(S,R,S)-AHPC-CO-PEG4-COOH

Background Introduction

(S,R,S)-AHPC-CO-PEG4-COOH is a specialized E3 ligase ligand-linker conjugate commonly utilized in the design of PROTACs (Proteolysis Targeting Chimeras). This compound incorporates the high-affinity AHPC ligand, which targets the Von Hippel-Lindau (VHL) E3 ubiquitin ligase, and features a hydrophilic PEG4 spacer terminating in a carboxylic acid functional group. Its structure is optimally suited for enhancing PROTAC development, enabling targeted protein degradation in medicinal chemistry and chemical biology research.

Mechanism

(S,R,S)-AHPC-CO-PEG4-COOH functions as a bifunctional molecular module in PROTAC design. The AHPC moiety selectively binds to the VHL E3 ubiquitin ligase, while the PEG4 linker offers structural flexibility and improved solubility. The C-terminal carboxylic acid acts as a reactive handle, allowing for efficient conjugation to target protein ligands via robust coupling techniques. Once incorporated into a PROTAC, this conjugate brings the VHL ligase into proximity with a disease-relevant target protein, triggering ubiquitination and proteasomal degradation of the target protein.

Applications

(S,R,S)-AHPC-CO-PEG4-COOH is primarily used as a key intermediate in the synthesis of VHL-based PROTAC molecules, facilitating the development of next-generation drugs that induce selective protein degradation. Its extended PEG4 linker enhances pharmacokinetic properties and cellular permeability. Researchers leverage this conjugate for the discovery and optimization of chemical probes and therapeutics across oncology, neurodegenerative diseases, and immune disorders by enabling rapid prototyping and customization of PROTACs targeting diverse pathogenic proteins.

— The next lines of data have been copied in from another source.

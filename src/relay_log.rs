use std::io::Write;

use log::LevelFilter;

/// Installs the stderr logger shared by both binaries.
///
/// `RUST_LOG` overrides `default_level`. Calling this more than once is a
/// no-op, so tests can set it up freely.
pub fn init_logger(default_level: LevelFilter) {
    let _ = env_logger::Builder::new()
        .filter_level(default_level)
        .parse_default_env()
        .target(env_logger::Target::Stderr)
        .format(|buf, record| {
            writeln!(
                buf,
                "{} [{}] {}",
                buf.timestamp_millis(),
                record.level(),
                record.args()
            )
        })
        .try_init();
}

#[macro_export]
macro_rules! relay_debug {
    ($($arg:tt)*) => {
        if log::log_enabled!(log::Level::Debug) {
            log::debug!($($arg)*);
        }
    };
}

#[macro_export]
macro_rules! relay_info {
    ($($arg:tt)*) => {
        if log::log_enabled!(log::Level::Info) {
            log::info!($($arg)*);
        }
    };
}

#[macro_export]
macro_rules! relay_warn {
    ($($arg:tt)*) => {
        if log::log_enabled!(log::Level::Warn) {
            log::warn!($($arg)*);
        }
    };
}

#[macro_export]
macro_rules! relay_error {
    ($($arg:tt)*) => {
        if log::log_enabled!(log::Level::Error) {
            log::error!($($arg)*);
        }
    };
}
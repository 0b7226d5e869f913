pub mod cli;
pub mod client;
pub mod config;
pub mod message;
pub mod relay_log;
pub mod resolve;
pub mod server;

/* Re-exports */
pub use client::{ClientError, Connector, InboundConnection};
pub use config::{ConnectorConfig, ListenerConfig};
pub use message::{ConnectionEnd, TransferSummary};
pub use relay_log::init_logger;
pub use resolve::{ResolveError, Target};
pub use server::{RelayListener, ServerError};
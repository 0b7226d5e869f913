use std::io;
use std::pin::Pin;
use std::task::{Context, Poll};
use std::time::Duration;

use sockrelay::{ClientError, Connector, ConnectorConfig};
use tokio::io::{AsyncRead, AsyncReadExt, ReadBuf};
use tokio::net::TcpListener;
use tokio::time::timeout;

/// A loopback port with nothing listening on it.
fn closed_port() -> u16 {
    let listener = std::net::TcpListener::bind("127.0.0.1:0").unwrap();
    let port = listener.local_addr().unwrap().port();
    drop(listener);
    port
}

/// Dummy server: accepts exactly one connection and returns what it read.
async fn spawn_collector() -> (u16, tokio::task::JoinHandle<Vec<u8>>) {
    let listener = TcpListener::bind("127.0.0.1:0").await.unwrap();
    let port = listener.local_addr().unwrap().port();
    let handle = tokio::spawn(async move {
        let (mut stream, _) = listener.accept().await.unwrap();
        let mut received = Vec::new();
        stream.read_to_end(&mut received).await.unwrap();
        received
    });
    (port, handle)
}

/// Input whose first read fails.
struct FailingInput;

impl AsyncRead for FailingInput {
    fn poll_read(self: Pin<&mut Self>, _cx: &mut Context<'_>, _buf: &mut ReadBuf<'_>) -> Poll<io::Result<()>> {
        Poll::Ready(Err(io::Error::other("input went away")))
    }
}

#[tokio::test]
async fn client_connect_refused() {
    let cfg = ConnectorConfig::new("127.0.0.1", closed_port().to_string());

    match Connector::connect(&cfg).await {
        Err(e @ ClientError::ConnectFailed { .. }) => {
            assert_eq!(e.exit_code(), 2);
            assert!(e.to_string().contains("connection failed"));
        }
        Err(other) => panic!("Expected ConnectFailed, got {:?}", other),
        Ok(_) => panic!("Expected ConnectFailed, got a connection"),
    }
}

#[tokio::test]
async fn client_unresolvable_host() {
    let cfg = ConnectorConfig::new("no-such-host.invalid", "9");

    let res = timeout(Duration::from_secs(30), Connector::connect(&cfg))
        .await
        .expect("resolver did not answer");
    match res {
        Err(e @ ClientError::Resolve(_)) => assert_eq!(e.exit_code(), 1),
        Err(other) => panic!("Expected Resolve, got {:?}", other),
        Ok(_) => panic!("Expected Resolve, got a connection"),
    }
}

#[tokio::test]
async fn client_relays_input_in_multiple_chunks() {
    let (port, collector) = spawn_collector().await;
    let payload: Vec<u8> = (0..5000u32).map(|i| (i * 7 % 256) as u8).collect();

    let cfg = ConnectorConfig::new("127.0.0.1", port.to_string());
    let connector = Connector::connect(&cfg).await.expect("connect");
    assert_eq!(connector.peer().port(), port);

    let sent = connector.relay_from(&mut payload.as_slice()).await.expect("relay");
    assert_eq!(sent, 5000);

    let received = timeout(Duration::from_secs(5), collector).await.expect("collector").unwrap();
    assert_eq!(received, payload);
}

#[tokio::test]
async fn client_small_chunks_keep_order() {
    let (port, collector) = spawn_collector().await;

    let cfg = ConnectorConfig::new("localhost", port.to_string()).with_chunk_size(3);
    let connector = Connector::connect(&cfg).await.expect("connect");
    let sent = connector
        .relay_from(&mut &b"abcdefghijklmnopqrstuvwxyz"[..])
        .await
        .expect("relay");
    assert_eq!(sent, 26);

    let received = timeout(Duration::from_secs(5), collector).await.expect("collector").unwrap();
    assert_eq!(received, b"abcdefghijklmnopqrstuvwxyz");
}

#[tokio::test]
async fn client_empty_input_closes_cleanly() {
    let (port, collector) = spawn_collector().await;

    let connector = Connector::connect(&ConnectorConfig::new("127.0.0.1", port.to_string())).await.expect("connect");
    let sent = connector.relay_from(&mut tokio::io::empty()).await.expect("relay");
    assert_eq!(sent, 0);

    let received = timeout(Duration::from_secs(5), collector).await.expect("collector").unwrap();
    assert!(received.is_empty());
}

#[tokio::test]
async fn client_input_error_is_not_fatal() {
    let (port, collector) = spawn_collector().await;

    let connector = Connector::connect(&ConnectorConfig::new("127.0.0.1", port.to_string())).await.expect("connect");
    let sent = connector.relay_from(&mut FailingInput).await.expect("read errors end the relay quietly");
    assert_eq!(sent, 0);

    let received = timeout(Duration::from_secs(5), collector).await.expect("collector").unwrap();
    assert!(received.is_empty());
}

#[tokio::test]
async fn client_send_failure_after_peer_drops() {
    let listener = TcpListener::bind("127.0.0.1:0").await.unwrap();
    let port = listener.local_addr().unwrap().port();
    let dropper = tokio::spawn(async move {
        let (stream, _) = listener.accept().await.unwrap();
        drop(stream);
    });

    let connector = Connector::connect(&ConnectorConfig::new("127.0.0.1", port.to_string())).await.expect("connect");
    dropper.await.unwrap();

    let mut input = tokio::io::repeat(b'x').take(64 * 1024 * 1024);
    let res = timeout(Duration::from_secs(10), connector.relay_from(&mut input))
        .await
        .expect("relay did not fail in time");
    match res {
        Err(e @ ClientError::Send(_)) => assert_eq!(e.exit_code(), 3),
        other => panic!("Expected Send error, got {:?}", other),
    }
}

(S,R,S)-AHPC-CO-PEG4-COOH is a versatile E3 Ligase Ligand-Linker Conjugate utilized in the development of PROTACs for targeted protein degradation. It offers a balanced combination of stability, flexibility, and efficient conjugation potential, making it an ideal choice for academic research. The following provides a detailed description of this molecule.

Linker: The linker in this molecule is a PEG4 chain, which provides a moderate length and flexibility, allowing for optimal spatial orientation between the ligand and the target protein. Its non-cleavable nature ensures stability during cellular processes, enhancing the efficacy of PROTACs.

Ligand: The ligand component of this conjugate is AHPC, a small-molecule ligand that binds selectively to the VHL E3 ubiquitin ligase. Its stereochemistry is designed to optimize binding affinity and specificity, ensuring efficient recruitment of the E3 ligase to the target protein.

Reactive Site: The reactive site is the carboxylic acid group (-COOH) at the terminal end of the linker, which enables coupling with a target protein ligand through amide bond formation. Recommended reaction types include EDC/NHS-mediated coupling, which facilitates efficient and stable conjugation.

Recommended Target Protein Ligand: The ideal warhead for this molecule would be an amine-containing ligand that can form a stable amide bond with the carboxylic acid reactive site. This configuration ensures robust conjugation, enhancing the degradation efficiency of the target protein in experimental studies focused on elucidating protein function and interactions.